Top of Given data

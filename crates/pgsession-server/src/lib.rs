pub mod auth;
pub mod binder;
pub mod config;
pub mod query;
pub mod registry;
pub mod scripted;
pub mod server;
pub mod session;
pub mod store;

pub use query::{QueryProtocol, SessionSettings};
pub use registry::{ProcessSlot, ProcessTable};
pub use server::{handle_connection, Server, ServerOptions};
pub use session::{
    BindRequest, FrontendHandler, Replies, Session, SessionOutcome, StartupReply,
};
pub use store::{Portal, StatementStore, StoreError};

#[cfg(test)]
mod tests;
//! 실행 설정 모듈
//!
//! CLI 인자를 한 번만 검증하여 변경되지 않는 `SortConfig`로 만듭니다.
//! `key=value` 토큰은 여기서 `Criterion`으로 파싱되며, 잘못된 토큰은 파일 처리 전에 에러가 됩니다.

use std::path::PathBuf;

use crate::cli::{Args, ConflictPolicy};
use crate::error::{Result, SortError};
use crate::matcher::{CriteriaGroup, Criterion, MatchSpec};
use crate::naming::FolderNameFormat;
use crate::path::FieldPath;
use crate::transfer::TransferMode;

/// 대상 폴더 기본 이름 (원본 폴더 아래에 생성)
pub const DEFAULT_DESTINATION: &str = "categorized_files";

/// 기본 탐색 깊이 (원본 폴더의 파일만)
pub const DEFAULT_MAX_DEPTH: usize = 1;

/// 검증이 끝난 실행 설정
#[derive(Debug, Clone)]
pub struct SortConfig {
    pub source: PathBuf,
    pub destination: PathBuf,
    pub spec: MatchSpec,
    pub format: Option<FolderNameFormat>,
    pub transfer: TransferMode,
    pub on_conflict: ConflictPolicy,
    pub pattern: Option<String>,
    pub max_depth: usize,
    pub dry_run: bool,
    pub verbose: bool,
    pub log: Option<PathBuf>,
}

impl SortConfig {
    /// CLI 인자로부터 설정 생성
    pub fn from_args(args: &Args) -> Result<Self> {
        validate_source(&args.source)?;

        let spec = build_match_spec(&args.keys, &args.find, &args.get_and_groups())?;

        let destination = args
            .destination
            .clone()
            .unwrap_or_else(|| args.source.join(DEFAULT_DESTINATION));

        Ok(Self {
            source: args.source.clone(),
            destination,
            spec,
            format: args.format.as_deref().map(FolderNameFormat::new),
            transfer: if args.copy {
                TransferMode::Copy
            } else {
                TransferMode::Move
            },
            on_conflict: args.on_conflict,
            pattern: args.pattern.clone(),
            max_depth: args.max_depth.unwrap_or(DEFAULT_MAX_DEPTH),
            dry_run: args.dry_run,
            verbose: args.verbose,
            log: args.log.clone(),
        })
    }
}

/// 원본 경로 유효성 검사
fn validate_source(source: &std::path::Path) -> Result<()> {
    if !source.exists() {
        return Err(SortError::SourceNotFound {
            path: source.to_path_buf(),
        });
    }

    if !source.is_dir() {
        return Err(SortError::NotADirectory {
            path: source.to_path_buf(),
        });
    }

    Ok(())
}

/// 세 가지 모드 중 정확히 하나가 지정되었는지 확인하고 `MatchSpec` 생성
pub fn build_match_spec<S: AsRef<str>>(
    keys: &[S],
    find: &[S],
    and_groups: &[Vec<S>],
) -> Result<MatchSpec> {
    let mut selected = Vec::new();
    if !keys.is_empty() {
        selected.push("--keys");
    }
    if !find.is_empty() {
        selected.push("--find");
    }
    if !and_groups.is_empty() {
        selected.push("--and");
    }

    match selected.len() {
        0 => return Err(SortError::NoMatchMode),
        1 => {}
        _ => {
            return Err(SortError::ConflictingModes {
                modes: selected.join(", "),
            })
        }
    }

    if !keys.is_empty() {
        let paths = keys
            .iter()
            .map(|k| FieldPath::parse(k.as_ref()))
            .collect::<Result<Vec<_>>>()?;
        MatchSpec::by_keys(paths)
    } else if !find.is_empty() {
        let criteria = find
            .iter()
            .map(|t| Criterion::parse(t.as_ref()))
            .collect::<Result<Vec<_>>>()?;
        MatchSpec::any_of(criteria)
    } else {
        let groups = and_groups
            .iter()
            .map(|g| CriteriaGroup::parse(g))
            .collect::<Result<Vec<_>>>()?;
        MatchSpec::any_group_all_of(groups)
    }
}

Bottom of Given data

Problem to solve:
Exactly as they appear above, output the lines of the data from the first through the one that contains "use crate::naming::FolderNameFormat;", and only those lines.

Result of the exercise:
filename crates/pgsession-server/src/lib.rs
pub mod auth;
pub mod binder;
pub mod config;
pub mod query;
pub mod registry;
pub mod scripted;
pub mod server;
pub mod session;
pub mod store;

pub use query::{QueryProtocol, SessionSettings};
pub use registry::{ProcessSlot, ProcessTable};
pub use server::{handle_connection, Server, ServerOptions};
pub use session::{
    BindRequest, FrontendHandler, Replies, Session, SessionOutcome, StartupReply,
};
pub use store::{Portal, StatementStore, StoreError};

#[cfg(test)]
mod tests;
//! 실행 설정 모듈
//!
//! CLI 인자를 한 번만 검증하여 변경되지 않는 `SortConfig`로 만듭니다.
//! `key=value` 토큰은 여기서 `Criterion`으로 파싱되며, 잘못된 토큰은 파일 처리 전에 에러가 됩니다.

use std::path::PathBuf;

use crate::cli::{Args, ConflictPolicy};
use crate::error::{Result, SortError};
use crate::matcher::{CriteriaGroup, Criterion, MatchSpec};
use crate::naming::FolderNameFormat;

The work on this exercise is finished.